Fu Rin Ka Zan : Art et Stratégie (partie 2)
Fu : Rapide comme le Vent
La vitesse est une notion très difficile à acquérir pour un pratiquant qu’il soit débutant ou expérimenté. Elle est directement liée à sa capacité de réaction et de décision. Il lui est tout aussi nécessaire de posséder une excellente coordination ainsi qu’une une gestion très précise de son attention et de sa capacité de relâchement autant à un niveau physique que mental. Etre rapide demande donc un long apprentissage qui se révèle bien plus complexe qu’il n’y paraît au premier abord. Nous avons souvent tendance à vouloir compenser la vitesse soit par de la force, soit part des changements brutaux de rythmes souvent inadaptés à la situation. C’est une des raisons pour lesquelles l’apprentissage du Takeda Budo comporte des étapes bien précises que l’on retrouve dans les Kiso : mouvements fondamentaux, puis les Kihons (techniques de bases). Ceux-ci rebutent souvent le débutant et quelquefois les plus avancés car ils attendent une certaine efficacité en peu de leçon (ce que j’appelle le syndrome « fast food »). Il semble pourtant évident qu’avant d’apprendre à courir il faut savoir marcher, de plus l’objectif du Budo n’est pas de donner des cours de self défense où avec trois leçons vous êtes capable de vous sortir de nombreuses situations comme de nombreuse plaquette d’arts martiaux le propose à des fins commerciales.

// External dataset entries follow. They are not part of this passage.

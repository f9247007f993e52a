//! Backend library modules.
//!
//! The crate is organised hexagonally: `domain` holds framework-independent
//! entities, ports, and services; `inbound` adapts HTTP requests onto the
//! driving ports; `outbound` implements the driven ports against PostgreSQL
//! and the token/password infrastructure.

pub mod doc;
pub mod domain;
pub mod inbound;
pub mod middleware;
pub mod outbound;
pub mod server;
#[cfg(any(test, feature = "test-support"))]
pub mod test_support;

/// Request tracing middleware attaching a `trace-id` header to responses.
pub use middleware::trace::Trace;
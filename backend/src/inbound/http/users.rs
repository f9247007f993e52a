//! Current-user HTTP handlers.
//!
//! ```text
//! GET /api/v1/users/me
//! GET /api/v1/users/me/meetups
//! GET /api/v1/users/me/past-meetups
//! ```

use actix_web::{get, web};

use crate::domain::User;
use crate::domain::ports::{AttendanceWindow, RegisteredMeetupPayload};
use crate::inbound::http::ApiResult;
use crate::inbound::http::auth::BearerIdentity;
use crate::inbound::http::state::HttpState;

/// The authenticated caller's profile.
#[utoipa::path(
    get,
    path = "/api/v1/users/me",
    responses(
        (status = 200, description = "Caller profile", body = User),
        (status = 401, description = "Unauthorized", body = crate::domain::Error),
        (status = 404, description = "Account no longer exists", body = crate::domain::Error)
    ),
    tags = ["users"],
    operation_id = "currentUser",
    security(("BearerToken" = []))
)]
#[get("/users/me")]
pub async fn current_user(
    state: web::Data<HttpState>,
    identity: BearerIdentity,
) -> ApiResult<web::Json<User>> {
    let user_id = identity.require_user_id(state.identity.as_ref())?;
    let user = state.accounts.profile(&user_id).await?;
    Ok(web::Json(user))
}

/// Upcoming meetups the caller is registered for, soonest first.
#[utoipa::path(
    get,
    path = "/api/v1/users/me/meetups",
    responses(
        (status = 200, description = "Upcoming registered meetups", body = [RegisteredMeetupPayload]),
        (status = 401, description = "Unauthorized", body = crate::domain::Error)
    ),
    tags = ["users"],
    operation_id = "myMeetups",
    security(("BearerToken" = []))
)]
#[get("/users/me/meetups")]
pub async fn my_meetups(
    state: web::Data<HttpState>,
    identity: BearerIdentity,
) -> ApiResult<web::Json<Vec<RegisteredMeetupPayload>>> {
    let user_id = identity.require_user_id(state.identity.as_ref())?;
    let meetups = state
        .meetup_query
        .list_for_user(&user_id, AttendanceWindow::Upcoming)
        .await?;
    Ok(web::Json(meetups))
}

/// Past meetups the caller was registered for, most recent first.
#[utoipa::path(
    get,
    path = "/api/v1/users/me/past-meetups",
    responses(
        (status = 200, description = "Past registered meetups", body = [RegisteredMeetupPayload]),
        (status = 401, description = "Unauthorized", body = crate::domain::Error)
    ),
    tags = ["users"],
    operation_id = "myPastMeetups",
    security(("BearerToken" = []))
)]
#[get("/users/me/past-meetups")]
pub async fn my_past_meetups(
    state: web::Data<HttpState>,
    identity: BearerIdentity,
) -> ApiResult<web::Json<Vec<RegisteredMeetupPayload>>> {
    let user_id = identity.require_user_id(state.identity.as_ref())?;
    let meetups = state
        .meetup_query
        .list_for_user(&user_id, AttendanceWindow::Past)
        .await?;
    Ok(web::Json(meetups))
}
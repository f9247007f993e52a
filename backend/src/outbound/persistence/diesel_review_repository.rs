//! PostgreSQL-backed `ReviewRepository` implementation using Diesel ORM.
//!
//! The write side is a single `INSERT ... ON CONFLICT (user_id, meetup_id)
//! DO UPDATE` statement, so concurrent submissions from the same user cannot
//! produce duplicate rows and a retry converges on the same final state.

use async_trait::async_trait;
use diesel::prelude::*;
use diesel_async::RunQueryDsl;
use uuid::Uuid;

use crate::domain::ports::{ReviewRepository, ReviewRepositoryError, ReviewWithAuthor};
use crate::domain::{Rating, Review, ReviewComment, UserId, Username};

use super::diesel_error_mapping::{map_basic_diesel_error, map_basic_pool_error};
use super::models::{NewReviewRow, ReviewRow, ReviewUpdate};
use super::pool::{DbPool, PoolError};
use super::schema::{reviews, users};

/// Diesel-backed implementation of the review repository port.
#[derive(Clone)]
pub struct DieselReviewRepository {
    pool: DbPool,
}

impl DieselReviewRepository {
    /// Create a new repository with the given connection pool.
    pub fn new(pool: DbPool) -> Self {
        Self { pool }
    }
}

fn map_pool_error(error: PoolError) -> ReviewRepositoryError {
    map_basic_pool_error(error, ReviewRepositoryError::connection)
}

fn map_diesel_error(error: diesel::result::Error) -> ReviewRepositoryError {
    map_basic_diesel_error(
        error,
        ReviewRepositoryError::query,
        ReviewRepositoryError::connection,
    )
}

/// Convert a database row into a validated domain review.
fn row_to_review(row: ReviewRow) -> Result<Review, ReviewRepositoryError> {
    let ReviewRow {
        id,
        user_id,
        meetup_id,
        rating,
        comment,
        created_at,
    } = row;

    let rating = Rating::new(rating).map_err(|err| ReviewRepositoryError::query(err.to_string()))?;
    let comment =
        ReviewComment::new(comment).map_err(|err| ReviewRepositoryError::query(err.to_string()))?;

    Ok(Review::new(
        id,
        UserId::from_uuid(user_id),
        meetup_id,
        rating,
        comment,
        created_at,
    ))
}

#[async_trait]
impl ReviewRepository for DieselReviewRepository {
    async fn upsert(&self, review: &Review) -> Result<Review, ReviewRepositoryError> {
        let mut conn = self.pool.get().await.map_err(map_pool_error)?;

        let new_row = NewReviewRow {
            id: review.id(),
            user_id: *review.user_id().as_uuid(),
            meetup_id: review.meetup_id(),
            rating: review.rating().get(),
            comment: review.comment().as_ref(),
            created_at: review.created_at(),
        };
        let update = ReviewUpdate {
            rating: review.rating().get(),
            comment: review.comment().as_ref(),
            created_at: review.created_at(),
        };

        let stored: ReviewRow = diesel::insert_into(reviews::table)
            .values(&new_row)
            .on_conflict((reviews::user_id, reviews::meetup_id))
            .do_update()
            .set(&update)
            .returning(ReviewRow::as_returning())
            .get_result(&mut conn)
            .await
            .map_err(map_diesel_error)?;

        row_to_review(stored)
    }

    async fn list_for_meetup(
        &self,
        meetup_id: Uuid,
    ) -> Result<Vec<ReviewWithAuthor>, ReviewRepositoryError> {
        let mut conn = self.pool.get().await.map_err(map_pool_error)?;

        let rows: Vec<(ReviewRow, String)> = reviews::table
            .inner_join(users::table)
            .filter(reviews::meetup_id.eq(meetup_id))
            .order((reviews::created_at.desc(), reviews::id.desc()))
            .select((ReviewRow::as_select(), users::username))
            .load(&mut conn)
            .await
            .map_err(map_diesel_error)?;

        rows.into_iter()
            .map(|(row, author)| {
                let author = Username::new(author)
                    .map_err(|err| ReviewRepositoryError::query(err.to_string()))?;
                Ok(ReviewWithAuthor {
                    review: row_to_review(row)?,
                    author,
                })
            })
            .collect()
    }
}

Revenons plutôt aux Kiso et Kihons, Ces mouvements élémentaires doivent êtres d’abord intégrés puis automatisés avant de pouvoir le réaliser en augmentant la vitesse.
Il est impératif que l’apprentissage se face dans un premier temps en dehors de toute notion de résistance de la part du partenaire, et que l’utilisation de la force puisse se limiter à sa plus simple expression. Le non respect de ces règles constitue un frein réel à la progression de tout pratiquant.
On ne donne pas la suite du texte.